(Problem requirements)
Copy out all the lines of the data that hold the word "Review".

(Data supplied)
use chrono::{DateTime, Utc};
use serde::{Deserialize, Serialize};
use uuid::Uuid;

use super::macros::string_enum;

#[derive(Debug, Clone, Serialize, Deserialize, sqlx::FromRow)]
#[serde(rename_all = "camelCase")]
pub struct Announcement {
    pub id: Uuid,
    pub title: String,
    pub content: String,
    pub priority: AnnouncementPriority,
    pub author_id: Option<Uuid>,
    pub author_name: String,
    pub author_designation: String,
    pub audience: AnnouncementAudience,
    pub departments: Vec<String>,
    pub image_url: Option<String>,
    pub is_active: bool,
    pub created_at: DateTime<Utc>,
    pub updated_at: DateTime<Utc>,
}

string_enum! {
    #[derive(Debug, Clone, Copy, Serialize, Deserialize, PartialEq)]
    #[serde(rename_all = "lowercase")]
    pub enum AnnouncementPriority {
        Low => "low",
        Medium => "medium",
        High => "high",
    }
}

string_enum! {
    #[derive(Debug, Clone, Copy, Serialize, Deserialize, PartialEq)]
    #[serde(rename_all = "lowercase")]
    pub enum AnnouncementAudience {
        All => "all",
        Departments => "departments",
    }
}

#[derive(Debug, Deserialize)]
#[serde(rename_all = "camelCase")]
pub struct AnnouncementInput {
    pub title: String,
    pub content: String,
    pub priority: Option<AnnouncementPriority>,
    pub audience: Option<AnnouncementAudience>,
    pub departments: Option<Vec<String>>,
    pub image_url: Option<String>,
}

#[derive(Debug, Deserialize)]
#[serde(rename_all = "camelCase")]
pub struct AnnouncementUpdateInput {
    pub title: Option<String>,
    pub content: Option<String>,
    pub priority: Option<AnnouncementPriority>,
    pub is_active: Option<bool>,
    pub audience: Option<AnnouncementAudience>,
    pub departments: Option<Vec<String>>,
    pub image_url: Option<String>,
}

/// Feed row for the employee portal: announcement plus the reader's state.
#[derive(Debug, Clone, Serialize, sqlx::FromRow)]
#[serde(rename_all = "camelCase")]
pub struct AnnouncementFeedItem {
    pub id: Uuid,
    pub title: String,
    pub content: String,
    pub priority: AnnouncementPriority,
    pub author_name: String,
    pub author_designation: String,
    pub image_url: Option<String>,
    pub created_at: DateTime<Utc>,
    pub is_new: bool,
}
==
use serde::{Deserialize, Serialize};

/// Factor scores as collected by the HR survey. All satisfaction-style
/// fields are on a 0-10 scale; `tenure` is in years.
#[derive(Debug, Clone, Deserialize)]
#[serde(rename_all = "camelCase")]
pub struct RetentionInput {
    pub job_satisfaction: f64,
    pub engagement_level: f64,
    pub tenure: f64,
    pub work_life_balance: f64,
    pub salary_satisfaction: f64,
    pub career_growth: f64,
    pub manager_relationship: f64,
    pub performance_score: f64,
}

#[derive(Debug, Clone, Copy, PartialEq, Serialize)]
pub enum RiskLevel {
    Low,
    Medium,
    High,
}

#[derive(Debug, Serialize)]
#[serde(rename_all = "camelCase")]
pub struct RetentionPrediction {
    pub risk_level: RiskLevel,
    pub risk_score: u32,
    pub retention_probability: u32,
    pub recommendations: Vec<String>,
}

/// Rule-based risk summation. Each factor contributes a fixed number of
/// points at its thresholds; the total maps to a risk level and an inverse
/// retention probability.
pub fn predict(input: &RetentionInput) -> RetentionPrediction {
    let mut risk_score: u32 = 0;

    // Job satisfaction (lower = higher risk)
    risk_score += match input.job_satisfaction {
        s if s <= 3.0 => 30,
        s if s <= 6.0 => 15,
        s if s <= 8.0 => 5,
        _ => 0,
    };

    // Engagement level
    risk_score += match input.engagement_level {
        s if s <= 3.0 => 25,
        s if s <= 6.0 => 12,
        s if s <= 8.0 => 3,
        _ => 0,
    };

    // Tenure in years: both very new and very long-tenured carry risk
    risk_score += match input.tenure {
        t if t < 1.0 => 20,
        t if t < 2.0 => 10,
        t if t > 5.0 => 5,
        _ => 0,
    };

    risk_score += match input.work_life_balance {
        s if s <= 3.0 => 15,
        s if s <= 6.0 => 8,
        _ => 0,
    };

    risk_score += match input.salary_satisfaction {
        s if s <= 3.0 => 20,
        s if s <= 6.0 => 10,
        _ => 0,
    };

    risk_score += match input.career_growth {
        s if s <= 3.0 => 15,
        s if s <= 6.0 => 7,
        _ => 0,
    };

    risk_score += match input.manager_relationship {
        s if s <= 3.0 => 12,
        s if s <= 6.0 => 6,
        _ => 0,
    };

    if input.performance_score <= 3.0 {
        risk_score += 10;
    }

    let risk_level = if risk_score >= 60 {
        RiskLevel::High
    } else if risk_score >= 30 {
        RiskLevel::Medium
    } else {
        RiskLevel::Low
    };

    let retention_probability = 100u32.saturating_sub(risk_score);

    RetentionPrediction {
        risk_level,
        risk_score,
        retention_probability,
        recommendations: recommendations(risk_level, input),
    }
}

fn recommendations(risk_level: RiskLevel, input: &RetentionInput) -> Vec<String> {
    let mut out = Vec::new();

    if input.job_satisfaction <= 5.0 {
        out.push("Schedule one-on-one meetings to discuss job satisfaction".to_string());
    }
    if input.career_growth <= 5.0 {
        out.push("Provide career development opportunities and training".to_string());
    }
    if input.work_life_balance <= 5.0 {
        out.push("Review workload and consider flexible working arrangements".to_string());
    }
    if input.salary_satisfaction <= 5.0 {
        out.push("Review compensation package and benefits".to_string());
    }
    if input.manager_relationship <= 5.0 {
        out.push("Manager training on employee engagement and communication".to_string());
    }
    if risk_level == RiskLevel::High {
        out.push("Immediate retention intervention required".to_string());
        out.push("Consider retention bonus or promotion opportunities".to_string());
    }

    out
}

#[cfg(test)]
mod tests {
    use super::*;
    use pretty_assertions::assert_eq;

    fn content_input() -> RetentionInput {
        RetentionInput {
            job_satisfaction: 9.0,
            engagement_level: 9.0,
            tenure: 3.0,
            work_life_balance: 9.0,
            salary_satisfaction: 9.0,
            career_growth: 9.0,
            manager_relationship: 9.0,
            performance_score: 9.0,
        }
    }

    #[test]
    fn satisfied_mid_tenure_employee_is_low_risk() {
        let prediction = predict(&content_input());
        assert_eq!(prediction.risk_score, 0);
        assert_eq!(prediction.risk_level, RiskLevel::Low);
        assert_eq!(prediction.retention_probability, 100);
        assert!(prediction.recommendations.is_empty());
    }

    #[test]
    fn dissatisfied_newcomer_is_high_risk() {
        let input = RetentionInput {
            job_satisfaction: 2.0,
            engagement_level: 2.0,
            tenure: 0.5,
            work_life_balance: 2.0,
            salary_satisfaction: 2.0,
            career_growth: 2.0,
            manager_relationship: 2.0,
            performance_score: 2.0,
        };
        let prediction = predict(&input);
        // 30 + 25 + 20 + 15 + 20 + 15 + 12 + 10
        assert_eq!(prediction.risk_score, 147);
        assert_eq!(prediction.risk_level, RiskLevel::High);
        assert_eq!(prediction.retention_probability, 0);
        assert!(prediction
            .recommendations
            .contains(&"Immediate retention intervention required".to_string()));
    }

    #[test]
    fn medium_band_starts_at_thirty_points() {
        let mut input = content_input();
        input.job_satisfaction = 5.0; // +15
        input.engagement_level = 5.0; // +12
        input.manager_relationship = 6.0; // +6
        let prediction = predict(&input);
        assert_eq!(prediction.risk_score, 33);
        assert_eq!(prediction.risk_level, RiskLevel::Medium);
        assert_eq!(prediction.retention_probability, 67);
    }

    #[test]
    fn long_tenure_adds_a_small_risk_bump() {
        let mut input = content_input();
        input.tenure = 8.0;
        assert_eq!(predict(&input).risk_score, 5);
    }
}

(Solution to the exercise)
        out.push("Review workload and consider flexible working arrangements".to_string());
        out.push("Review compensation package and benefits".to_string());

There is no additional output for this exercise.